In a move that will delight dozens and leave millions feeling completely ambivalent, CodeMasters announced over the weekend that they would publish Leisure Suit Larry: Box Office Bust for the XBox 360, PS3, and PC this April (thanks Big Download). The title fell into what can best be described as a mericful limbo during the Activision-Blizzard merger, but most people were justifiably more concerned with the future of Ghostbusters than playing as the progeny of a washed-up PC adventure gaming celebrity. With a main character who doesn't even wear the titular leisure suit (how many people still know what the hell this is and what it signifies) and looks like he fell out of an anime, Box Office Bust is sure to garner attention from no one except old-school Larry fans who'd love nothing more than to see this game wiped from existence.
The continued existence of the Leisure Suit Larry games has always been more than a little inexplicable to me--sort of like when Uwe Boll makes movies based on properties about half a decade after they've peaked. To be completely honest, most of the Larry games--as with nearly the entire Sierra catalog--are nigh unplayable today, so it's not like a re-release of the oldies will bring gamers screaming back to the franchise.
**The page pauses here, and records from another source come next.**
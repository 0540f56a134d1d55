//! Blocking HTTP plumbing shared by the image sources and the backend
//! clients. Callers run these off the UI thread.
use std::time::Duration;

use reqwest::blocking::{Client, RequestBuilder};
use serde::de::DeserializeOwned;

const USER_AGENT: &str = concat!(env!("CARGO_PKG_NAME"), "/", env!("CARGO_PKG_VERSION"));
const REQUEST_TIMEOUT: Duration = Duration::from_secs(10);

pub fn client() -> reqwest::Result<Client> {
    Client::builder()
        .user_agent(USER_AGENT)
        .timeout(REQUEST_TIMEOUT)
        .build()
}

/// Joins an API base URL and a path with exactly one slash between them.
pub fn endpoint(base: &str, path: &str) -> String {
    format!(
        "{}/{}",
        base.trim_end_matches('/'),
        path.trim_start_matches('/')
    )
}

pub fn with_bearer(request: RequestBuilder, token: Option<&str>) -> RequestBuilder {
    match token {
        Some(token) => request.bearer_auth(token),
        None => request,
    }
}

pub fn get_json<T: DeserializeOwned>(client: &Client, url: &str) -> reqwest::Result<T> {
    client.get(url).send()?.error_for_status()?.json()
}

#[cfg(test)]
mod tests {
    use super::*;

    #[test]
    fn endpoint_normalizes_slashes() {
        assert_eq!(
            endpoint("http://localhost:8000/", "/game/save"),
            "http://localhost:8000/game/save"
        );
        assert_eq!(
            endpoint("http://localhost:8000", "memory/top-scores"),
            "http://localhost:8000/memory/top-scores"
        );
    }
}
I may be a LucasArts adventure gaming brat, but there's something evil about those Sierra adventure games, almost as if the designers have seething contempt for you from the second you start playing.
I'm sure a company like TellTale could make a worthy Larry adventure that's tolerable to our modern gaming tastes, but until then, we're going to get confused hybrids like Box Office Bust and Magna Cum Laude--which haven't even been touched by Larry creator/mastermind Al Lowe. I've never been the biggest fan of Lowe's humor, but it seems odd that these modern Larry games don't throw the old dude a bone and let him come back to the series that made him famous--to nerds, anyway.
If you're the least bit curious about the Larry series, the amazing Hardcore Gaming 101 has an extremely-comprehensive retrospective on the franchise. It's definitely worth reading.